Task:
Select from the records below every line that has the word "derive" in it.

Data shown:
- - - -

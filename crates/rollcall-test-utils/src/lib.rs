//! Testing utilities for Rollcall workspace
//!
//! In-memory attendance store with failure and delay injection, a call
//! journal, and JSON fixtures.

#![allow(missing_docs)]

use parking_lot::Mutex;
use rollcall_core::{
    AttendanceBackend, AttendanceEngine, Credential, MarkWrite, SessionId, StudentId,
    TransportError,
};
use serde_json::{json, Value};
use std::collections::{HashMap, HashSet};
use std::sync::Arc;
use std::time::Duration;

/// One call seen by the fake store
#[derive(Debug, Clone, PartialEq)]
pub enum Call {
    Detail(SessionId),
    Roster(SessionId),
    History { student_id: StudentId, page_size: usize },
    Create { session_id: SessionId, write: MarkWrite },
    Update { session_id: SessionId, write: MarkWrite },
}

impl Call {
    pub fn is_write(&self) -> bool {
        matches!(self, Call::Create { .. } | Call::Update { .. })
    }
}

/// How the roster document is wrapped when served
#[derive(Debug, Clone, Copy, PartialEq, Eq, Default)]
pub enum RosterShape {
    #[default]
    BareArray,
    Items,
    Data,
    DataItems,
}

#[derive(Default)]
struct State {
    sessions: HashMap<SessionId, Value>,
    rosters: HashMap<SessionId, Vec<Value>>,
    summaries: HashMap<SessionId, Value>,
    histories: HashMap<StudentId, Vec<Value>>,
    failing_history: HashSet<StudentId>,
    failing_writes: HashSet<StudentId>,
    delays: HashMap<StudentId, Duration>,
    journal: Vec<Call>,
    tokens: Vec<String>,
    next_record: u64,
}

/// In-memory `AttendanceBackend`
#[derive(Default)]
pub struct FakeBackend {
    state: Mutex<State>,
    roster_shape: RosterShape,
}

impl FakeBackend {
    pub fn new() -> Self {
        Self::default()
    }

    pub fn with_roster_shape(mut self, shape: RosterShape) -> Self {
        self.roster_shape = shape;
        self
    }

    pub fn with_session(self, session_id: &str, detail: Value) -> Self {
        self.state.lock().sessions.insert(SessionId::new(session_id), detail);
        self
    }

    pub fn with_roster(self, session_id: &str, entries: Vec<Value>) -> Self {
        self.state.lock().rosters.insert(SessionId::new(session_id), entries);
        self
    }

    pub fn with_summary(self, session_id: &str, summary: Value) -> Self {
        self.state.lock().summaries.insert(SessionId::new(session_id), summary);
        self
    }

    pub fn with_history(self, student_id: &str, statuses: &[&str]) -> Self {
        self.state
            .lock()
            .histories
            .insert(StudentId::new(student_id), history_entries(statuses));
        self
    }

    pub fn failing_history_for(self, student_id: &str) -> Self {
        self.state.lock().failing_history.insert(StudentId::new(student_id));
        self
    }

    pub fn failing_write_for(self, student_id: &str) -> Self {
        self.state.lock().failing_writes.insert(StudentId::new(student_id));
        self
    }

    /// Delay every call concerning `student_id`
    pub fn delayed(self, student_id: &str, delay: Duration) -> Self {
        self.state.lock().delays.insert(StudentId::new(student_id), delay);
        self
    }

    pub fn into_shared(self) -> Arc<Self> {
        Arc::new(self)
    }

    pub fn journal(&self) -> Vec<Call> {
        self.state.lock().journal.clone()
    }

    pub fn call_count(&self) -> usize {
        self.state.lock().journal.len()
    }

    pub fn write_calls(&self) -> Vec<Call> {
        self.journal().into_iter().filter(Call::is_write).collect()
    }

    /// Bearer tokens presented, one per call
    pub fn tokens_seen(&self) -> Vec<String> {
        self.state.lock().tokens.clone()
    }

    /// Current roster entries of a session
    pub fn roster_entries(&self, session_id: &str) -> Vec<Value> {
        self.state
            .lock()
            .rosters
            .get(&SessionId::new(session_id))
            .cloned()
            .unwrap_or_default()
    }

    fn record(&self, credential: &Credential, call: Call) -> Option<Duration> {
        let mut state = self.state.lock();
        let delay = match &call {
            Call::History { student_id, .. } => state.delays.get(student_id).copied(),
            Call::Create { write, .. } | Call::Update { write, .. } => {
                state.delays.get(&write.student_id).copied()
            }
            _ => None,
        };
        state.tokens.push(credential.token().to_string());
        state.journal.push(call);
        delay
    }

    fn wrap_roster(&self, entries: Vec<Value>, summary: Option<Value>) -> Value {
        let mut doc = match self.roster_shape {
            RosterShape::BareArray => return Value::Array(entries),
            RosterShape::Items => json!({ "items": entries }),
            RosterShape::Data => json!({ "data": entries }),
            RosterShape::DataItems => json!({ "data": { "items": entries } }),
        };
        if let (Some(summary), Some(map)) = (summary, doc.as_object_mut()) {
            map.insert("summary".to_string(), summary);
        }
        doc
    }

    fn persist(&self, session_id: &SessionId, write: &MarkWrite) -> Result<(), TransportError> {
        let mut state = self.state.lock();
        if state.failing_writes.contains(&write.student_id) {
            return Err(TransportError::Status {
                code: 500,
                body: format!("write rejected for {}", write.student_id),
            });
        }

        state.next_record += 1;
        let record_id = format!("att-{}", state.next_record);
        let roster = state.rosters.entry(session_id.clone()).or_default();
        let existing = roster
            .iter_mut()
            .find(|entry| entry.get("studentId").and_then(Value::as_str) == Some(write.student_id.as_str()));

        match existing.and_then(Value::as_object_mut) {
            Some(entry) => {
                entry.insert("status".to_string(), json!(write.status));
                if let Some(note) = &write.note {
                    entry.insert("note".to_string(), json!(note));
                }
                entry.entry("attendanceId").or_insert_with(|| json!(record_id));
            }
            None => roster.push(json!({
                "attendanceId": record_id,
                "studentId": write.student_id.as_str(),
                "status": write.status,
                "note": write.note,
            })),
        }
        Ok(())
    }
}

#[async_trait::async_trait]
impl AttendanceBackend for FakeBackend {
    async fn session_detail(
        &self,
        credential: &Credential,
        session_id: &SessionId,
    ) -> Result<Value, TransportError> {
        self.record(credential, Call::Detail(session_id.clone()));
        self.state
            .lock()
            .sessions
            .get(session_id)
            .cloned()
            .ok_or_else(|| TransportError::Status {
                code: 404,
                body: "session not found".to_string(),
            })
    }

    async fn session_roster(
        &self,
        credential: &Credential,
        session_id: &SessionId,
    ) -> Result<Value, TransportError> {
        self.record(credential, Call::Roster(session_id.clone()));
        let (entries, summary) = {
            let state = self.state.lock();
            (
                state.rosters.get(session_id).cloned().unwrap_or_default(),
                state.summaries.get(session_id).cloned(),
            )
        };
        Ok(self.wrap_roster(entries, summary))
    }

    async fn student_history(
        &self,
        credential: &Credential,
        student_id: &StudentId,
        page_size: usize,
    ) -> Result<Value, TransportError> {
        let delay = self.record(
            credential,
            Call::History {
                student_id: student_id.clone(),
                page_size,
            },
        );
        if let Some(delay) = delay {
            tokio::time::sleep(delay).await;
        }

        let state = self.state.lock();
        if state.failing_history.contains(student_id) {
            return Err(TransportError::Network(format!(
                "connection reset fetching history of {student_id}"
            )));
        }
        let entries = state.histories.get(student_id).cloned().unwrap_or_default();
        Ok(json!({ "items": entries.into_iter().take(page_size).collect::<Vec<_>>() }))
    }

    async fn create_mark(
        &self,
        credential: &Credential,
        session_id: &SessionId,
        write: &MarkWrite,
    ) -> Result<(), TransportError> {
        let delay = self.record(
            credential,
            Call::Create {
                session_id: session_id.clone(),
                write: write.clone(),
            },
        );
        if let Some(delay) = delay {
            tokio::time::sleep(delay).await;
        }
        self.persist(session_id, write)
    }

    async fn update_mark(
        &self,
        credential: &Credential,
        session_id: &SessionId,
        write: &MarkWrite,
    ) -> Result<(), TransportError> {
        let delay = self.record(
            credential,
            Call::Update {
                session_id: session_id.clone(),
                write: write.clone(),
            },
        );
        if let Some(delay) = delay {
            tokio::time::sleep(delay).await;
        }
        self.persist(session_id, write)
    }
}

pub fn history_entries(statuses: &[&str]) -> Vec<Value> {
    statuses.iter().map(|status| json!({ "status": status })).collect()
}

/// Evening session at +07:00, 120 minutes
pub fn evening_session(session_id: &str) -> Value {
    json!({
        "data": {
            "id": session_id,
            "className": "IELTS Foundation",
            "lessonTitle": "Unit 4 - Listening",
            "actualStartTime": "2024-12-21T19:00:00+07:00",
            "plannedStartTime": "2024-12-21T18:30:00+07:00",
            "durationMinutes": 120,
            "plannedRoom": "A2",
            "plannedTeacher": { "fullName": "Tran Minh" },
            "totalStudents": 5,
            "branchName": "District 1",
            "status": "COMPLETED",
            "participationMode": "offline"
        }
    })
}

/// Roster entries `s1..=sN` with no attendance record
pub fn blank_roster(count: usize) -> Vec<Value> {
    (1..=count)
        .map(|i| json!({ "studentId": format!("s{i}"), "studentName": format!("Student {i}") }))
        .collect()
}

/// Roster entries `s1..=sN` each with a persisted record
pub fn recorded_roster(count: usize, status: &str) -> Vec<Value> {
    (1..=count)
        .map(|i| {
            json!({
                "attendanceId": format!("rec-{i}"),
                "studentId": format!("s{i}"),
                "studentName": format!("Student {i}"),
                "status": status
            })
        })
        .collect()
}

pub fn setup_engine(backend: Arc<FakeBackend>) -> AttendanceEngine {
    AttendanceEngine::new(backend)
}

- - - -

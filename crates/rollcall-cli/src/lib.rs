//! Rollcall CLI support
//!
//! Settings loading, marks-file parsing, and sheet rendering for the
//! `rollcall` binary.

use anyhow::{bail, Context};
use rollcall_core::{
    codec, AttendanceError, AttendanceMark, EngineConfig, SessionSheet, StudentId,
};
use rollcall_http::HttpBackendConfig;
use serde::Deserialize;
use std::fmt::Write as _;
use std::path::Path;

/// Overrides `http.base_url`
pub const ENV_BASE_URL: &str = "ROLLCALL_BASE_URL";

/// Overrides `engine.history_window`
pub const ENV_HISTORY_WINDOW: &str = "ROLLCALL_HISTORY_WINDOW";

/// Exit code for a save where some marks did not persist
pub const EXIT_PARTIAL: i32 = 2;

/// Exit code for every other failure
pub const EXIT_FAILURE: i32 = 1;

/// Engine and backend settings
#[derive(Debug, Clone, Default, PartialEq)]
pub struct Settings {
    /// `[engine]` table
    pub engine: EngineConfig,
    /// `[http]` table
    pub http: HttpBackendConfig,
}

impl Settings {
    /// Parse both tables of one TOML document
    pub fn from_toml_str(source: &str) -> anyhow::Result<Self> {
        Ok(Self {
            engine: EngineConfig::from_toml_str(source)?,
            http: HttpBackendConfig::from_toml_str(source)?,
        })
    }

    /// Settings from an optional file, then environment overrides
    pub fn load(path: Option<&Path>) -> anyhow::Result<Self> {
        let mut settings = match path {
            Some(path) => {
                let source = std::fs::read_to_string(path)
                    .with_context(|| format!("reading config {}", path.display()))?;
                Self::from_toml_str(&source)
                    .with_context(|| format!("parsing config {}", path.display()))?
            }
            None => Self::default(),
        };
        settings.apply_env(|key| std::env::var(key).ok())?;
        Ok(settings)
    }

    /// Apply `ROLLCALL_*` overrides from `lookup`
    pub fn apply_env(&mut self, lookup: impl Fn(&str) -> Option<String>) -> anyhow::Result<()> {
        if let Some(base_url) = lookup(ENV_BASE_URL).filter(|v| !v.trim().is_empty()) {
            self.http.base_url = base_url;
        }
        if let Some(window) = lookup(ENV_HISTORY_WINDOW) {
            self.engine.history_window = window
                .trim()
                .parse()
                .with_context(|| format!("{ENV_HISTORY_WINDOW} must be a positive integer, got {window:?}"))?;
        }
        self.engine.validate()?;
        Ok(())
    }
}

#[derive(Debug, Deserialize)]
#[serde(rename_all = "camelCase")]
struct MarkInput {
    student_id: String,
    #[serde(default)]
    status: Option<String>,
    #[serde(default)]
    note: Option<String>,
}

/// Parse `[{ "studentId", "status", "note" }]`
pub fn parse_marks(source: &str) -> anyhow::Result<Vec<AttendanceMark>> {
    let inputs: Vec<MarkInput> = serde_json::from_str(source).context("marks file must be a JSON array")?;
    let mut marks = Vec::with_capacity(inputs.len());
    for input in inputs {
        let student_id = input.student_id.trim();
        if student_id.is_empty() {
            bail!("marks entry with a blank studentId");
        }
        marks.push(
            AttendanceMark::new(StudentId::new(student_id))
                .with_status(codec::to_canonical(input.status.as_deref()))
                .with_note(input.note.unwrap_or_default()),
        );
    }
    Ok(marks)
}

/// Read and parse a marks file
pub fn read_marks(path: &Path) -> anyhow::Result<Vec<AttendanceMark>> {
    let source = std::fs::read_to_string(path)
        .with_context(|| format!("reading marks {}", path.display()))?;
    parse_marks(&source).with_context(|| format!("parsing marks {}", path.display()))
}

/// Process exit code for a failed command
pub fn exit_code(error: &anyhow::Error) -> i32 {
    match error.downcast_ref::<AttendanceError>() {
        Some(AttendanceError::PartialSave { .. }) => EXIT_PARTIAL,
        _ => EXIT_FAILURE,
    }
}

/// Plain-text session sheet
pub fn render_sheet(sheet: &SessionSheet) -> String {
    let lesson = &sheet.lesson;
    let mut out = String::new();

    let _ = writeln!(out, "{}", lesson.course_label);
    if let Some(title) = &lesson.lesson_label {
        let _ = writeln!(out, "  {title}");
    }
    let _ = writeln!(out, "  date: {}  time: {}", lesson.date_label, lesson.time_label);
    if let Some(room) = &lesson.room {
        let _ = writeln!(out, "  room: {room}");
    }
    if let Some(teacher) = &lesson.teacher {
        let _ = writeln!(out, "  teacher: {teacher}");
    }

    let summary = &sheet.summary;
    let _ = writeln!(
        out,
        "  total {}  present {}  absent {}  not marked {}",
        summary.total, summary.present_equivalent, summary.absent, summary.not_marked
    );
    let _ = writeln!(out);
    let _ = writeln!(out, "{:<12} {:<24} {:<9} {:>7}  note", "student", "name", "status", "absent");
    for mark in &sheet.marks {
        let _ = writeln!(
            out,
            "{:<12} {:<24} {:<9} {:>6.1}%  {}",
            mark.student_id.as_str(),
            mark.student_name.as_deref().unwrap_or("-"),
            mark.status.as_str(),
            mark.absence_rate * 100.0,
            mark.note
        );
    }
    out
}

- - - -

Exercise result:
#[derive(Debug, Clone, PartialEq)]
#[derive(Debug, Clone, Copy, PartialEq, Eq, Default)]
#[derive(Default)]
#[derive(Default)]
#[derive(Debug, Clone, Default, PartialEq)]
#[derive(Debug, Deserialize)]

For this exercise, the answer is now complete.